Data entries:
────────────────────

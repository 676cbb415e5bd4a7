//! Translation of caller list queries into backend query execution.
//!
//! [`translate`] turns a [`ListQuery`] into backend [`Query`] parameters, decoding the
//! start/end tokens with the backend's own cursor format. [`execute`] then drives a single
//! forward pass over the backend results, decoding each row into a document and keeping
//! the cursor after every row.
//!
//! A backend error at any point fails the whole call. Rows decoded before the failure are
//! discarded, never returned as a short page.

use tracing::{debug, warn};

use crate::{
    backend::PropertyStore,
    codec,
    cursor::Cursor,
    error::ProplayerResult,
    namespace::StorageKind,
    page::ListPage,
    query::{ListQuery, Query, Sort},
};

/// Builds backend query parameters from a caller query.
///
/// Start and end tokens the backend cannot decode are dropped: the query then runs
/// without that bound instead of failing.
pub fn translate<S>(store: &S, list: &ListQuery) -> Query
where
    S: PropertyStore + ?Sized,
{
    Query {
        filters: list.filters.clone(),
        sort: list.sort.as_deref().and_then(Sort::parse),
        limit: list.limit,
        start: decode_bound(store, "start", list.start.as_deref()),
        end: decode_bound(store, "end", list.end.as_deref()),
    }
}

fn decode_bound<S>(store: &S, bound: &'static str, token: Option<&str>) -> Option<Cursor>
where
    S: PropertyStore + ?Sized,
{
    let token = token.filter(|t| !t.is_empty())?;

    match store.decode_cursor(token) {
        Ok(cursor) => Some(cursor),
        // Malformed cursor: treated as absent, never surfaced as a query error.
        Err(err) => {
            warn!(bound, error = %err, "ignoring undecodable cursor");
            None
        }
    }
}

/// Runs `query` against `kind` and collects one page of decoded documents.
///
/// # Errors
///
/// Propagates the first backend error. No partial page is returned.
pub async fn execute<S>(store: &S, kind: &StorageKind, query: Query) -> ProplayerResult<ListPage>
where
    S: PropertyStore + ?Sized,
{
    let mut run = store.run_query(kind.as_str(), query).await?;

    let mut items = Vec::new();
    let mut cursor = run.cursor()?;

    while let Some(entity) = run.next().await? {
        items.push(codec::decode(&entity.properties, entity.id));
        cursor = run.cursor()?;
    }

    debug!(kind = %kind, rows = items.len(), "list query finished");

    Ok(ListPage::builder(items)
        .with_next_start_token(cursor.to_token())
        .build())
}

#[cfg(test)]
mod tests {
    use super::*;
    use crate::{
        backend::QueryRun,
        error::ProplayerError,
        property::{Entity, Property},
        query::SortDirection,
    };
    use async_trait::async_trait;
    use serde_json::json;
    use std::sync::Mutex;

    /// Replays a fixed script of rows; `fail_at` injects a backend error at that row.
    #[derive(Debug, Default)]
    struct ScriptedStore {
        rows: Vec<Entity>,
        fail_at: Option<usize>,
        seen: Mutex<Option<Query>>,
    }

    struct ScriptedRun {
        rows: Vec<Entity>,
        fail_at: Option<usize>,
        position: usize,
    }

    #[async_trait]
    impl QueryRun for ScriptedRun {
        async fn next(&mut self) -> ProplayerResult<Option<Entity>> {
            if self.fail_at == Some(self.position) {
                return Err(ProplayerError::Backend("connection reset".to_string()));
            }
            let row = self.rows.get(self.position).cloned();
            if row.is_some() {
                self.position += 1;
            }
            Ok(row)
        }

        fn cursor(&self) -> ProplayerResult<Cursor> {
            Ok(Cursor::from_bytes(vec![self.position as u8]))
        }
    }

    #[async_trait]
    impl PropertyStore for ScriptedStore {
        async fn put(&self, _: &str, _: Option<i64>, _: Vec<Property>) -> ProplayerResult<i64> {
            unimplemented!()
        }

        async fn get(&self, _: &str, _: i64) -> ProplayerResult<Entity> {
            unimplemented!()
        }

        async fn delete(&self, _: &str, _: i64) -> ProplayerResult<()> {
            unimplemented!()
        }

        async fn run_query(&self, _: &str, query: Query) -> ProplayerResult<Box<dyn QueryRun>> {
            *self.seen.lock().unwrap() = Some(query);
            Ok(Box::new(ScriptedRun {
                rows: self.rows.clone(),
                fail_at: self.fail_at,
                position: 0,
            }))
        }

        fn decode_cursor(&self, token: &str) -> ProplayerResult<Cursor> {
            let cursor = Cursor::from_token(token)?;
            if cursor.as_bytes().len() != 1 {
                return Err(ProplayerError::Query("not a scripted cursor".to_string()));
            }
            Ok(cursor)
        }
    }

    fn rows(n: i64) -> Vec<Entity> {
        (1..=n)
            .map(|id| Entity::new(id, vec![Property::single("n", id)]))
            .collect()
    }

    fn kind() -> StorageKind {
        StorageKind::new("u1", "contact")
    }

    #[test]
    fn translate_parses_sort_and_keeps_filters() {
        let store = ScriptedStore::default();
        let list = ListQuery::builder()
            .sort("-name")
            .filter("city", "X")
            .limit(5)
            .build();

        let query = translate(&store, &list);
        assert_eq!(query.sort.as_ref().map(|s| s.direction), Some(SortDirection::Desc));
        assert_eq!(query.sort.map(|s| s.field), Some("name".to_string()));
        assert_eq!(query.filters.len(), 1);
        assert_eq!(query.limit, Some(5));
    }

    #[test]
    fn undecodable_cursors_are_treated_as_absent() {
        let store = ScriptedStore::default();
        let list = ListQuery::builder()
            .start("%%%not-base64%%%")
            .end(Cursor::from_bytes(vec![1, 2, 3]).to_token())
            .build();

        let query = translate(&store, &list);
        assert_eq!(query.start, None);
        assert_eq!(query.end, None);
    }

    #[test]
    fn valid_cursor_is_passed_through() {
        let store = ScriptedStore::default();
        let token = Cursor::from_bytes(vec![2]).to_token();
        let query = translate(&store, &ListQuery::builder().start(token).build());
        assert_eq!(query.start, Some(Cursor::from_bytes(vec![2])));
    }

    #[tokio::test]
    async fn execute_decodes_rows_and_returns_last_cursor() {
        let store = ScriptedStore { rows: rows(3), ..Default::default() };

        let page = execute(&store, &kind(), Query::new()).await.unwrap();

        assert_eq!(page.items.len(), 3);
        assert_eq!(page.items[0]["_id"], json!(1));
        assert_eq!(page.items[2]["n"], json!(3));
        assert_eq!(page.next_start_token, Cursor::from_bytes(vec![3]).to_token());
    }

    #[tokio::test]
    async fn empty_result_still_carries_a_token() {
        let store = ScriptedStore::default();

        let page = execute(&store, &kind(), Query::new()).await.unwrap();

        assert!(page.items.is_empty());
        assert_eq!(page.next_start_token, Cursor::from_bytes(vec![0]).to_token());
        assert!(!page.next_start_token.is_empty());
    }

    #[tokio::test]
    async fn mid_iteration_failure_discards_partial_rows() {
        let store = ScriptedStore { rows: rows(3), fail_at: Some(2), ..Default::default() };

        let err = execute(&store, &kind(), Query::new()).await.unwrap_err();
        assert!(matches!(err, ProplayerError::Backend(_)));
    }

    #[tokio::test]
    async fn execute_forwards_translated_query() {
        let store = ScriptedStore::default();
        let query = translate(&store, &ListQuery::builder().filter("a", "b").build());

        execute(&store, &kind(), query.clone()).await.unwrap();
        assert_eq!(store.seen.lock().unwrap().clone(), Some(query));
    }
}
//! Resource addresses: `/{kind}` for a collection, `/{kind}/{id}` for one entity.

use percent_encoding::percent_decode_str;
use proplayer_core::error::{ProplayerError, ProplayerResult};

#[derive(Debug, Clone, PartialEq, Eq)]
pub enum ResourcePath {
    Collection { kind: String },
    Entity { kind: String, id: i64 },
}

impl ResourcePath {
    /// Parses a request path.
    ///
    /// Segments are percent-decoded after splitting, so an encoded `/` stays part of
    /// the kind. An id of `0` addresses the collection; no backend ever allocates it.
    ///
    /// # Errors
    ///
    /// Returns [`ProplayerError::Path`] for `/`, an empty kind, more than two segments,
    /// an id that is not a base-10 `i64`, or a segment that does not decode to UTF-8.
    pub fn parse(path: &str) -> ProplayerResult<Self> {
        let rest = match path.strip_prefix('/') {
            Some(rest) if !rest.is_empty() => rest,
            _ => return Err(ProplayerError::Path(format!("invalid path `{path}`"))),
        };

        let mut segments = rest.split('/');
        let kind = decode_segment(segments.next().unwrap_or_default())?;
        let id = segments.next().map(decode_segment).transpose()?;

        if segments.next().is_some() {
            return Err(ProplayerError::Path(format!("too many segments in `{path}`")));
        }
        if kind.is_empty() {
            return Err(ProplayerError::Path(format!("empty kind in `{path}`")));
        }

        let Some(id) = id else {
            return Ok(ResourcePath::Collection { kind });
        };

        match id.parse::<i64>() {
            Ok(0) => Ok(ResourcePath::Collection { kind }),
            Ok(id) => Ok(ResourcePath::Entity { kind, id }),
            Err(e) => Err(ProplayerError::Path(format!("invalid id `{id}`: {e}"))),
        }
    }

    pub fn kind(&self) -> &str {
        match self {
            ResourcePath::Collection { kind } | ResourcePath::Entity { kind, .. } => kind,
        }
    }
}

fn decode_segment(segment: &str) -> ProplayerResult<String> {
    percent_decode_str(segment)
        .decode_utf8()
        .map(|decoded| decoded.into_owned())
        .map_err(|e| ProplayerError::Path(format!("invalid encoding in `{segment}`: {e}")))
}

────────────────────

## What the task requires
Repeat the records above line by line, from the first line through the line that contains "let token = token.filter(|t|".

## Task answer
repository 676cbb415e5bd4a7
//! Translation of caller list queries into backend query execution.
//!
//! [`translate`] turns a [`ListQuery`] into backend [`Query`] parameters, decoding the
//! start/end tokens with the backend's own cursor format. [`execute`] then drives a single
//! forward pass over the backend results, decoding each row into a document and keeping
//! the cursor after every row.
//!
//! A backend error at any point fails the whole call. Rows decoded before the failure are
//! discarded, never returned as a short page.

use tracing::{debug, warn};

use crate::{
    backend::PropertyStore,
    codec,
    cursor::Cursor,
    error::ProplayerResult,
    namespace::StorageKind,
    page::ListPage,
    query::{ListQuery, Query, Sort},
};

/// Builds backend query parameters from a caller query.
///
/// Start and end tokens the backend cannot decode are dropped: the query then runs
/// without that bound instead of failing.
pub fn translate<S>(store: &S, list: &ListQuery) -> Query
where
    S: PropertyStore + ?Sized,
{
    Query {
        filters: list.filters.clone(),
        sort: list.sort.as_deref().and_then(Sort::parse),
        limit: list.limit,
        start: decode_bound(store, "start", list.start.as_deref()),
        end: decode_bound(store, "end", list.end.as_deref()),
    }
}

fn decode_bound<S>(store: &S, bound: &'static str, token: Option<&str>) -> Option<Cursor>
where
    S: PropertyStore + ?Sized,
{
    let token = token.filter(|t| !t.is_empty())?;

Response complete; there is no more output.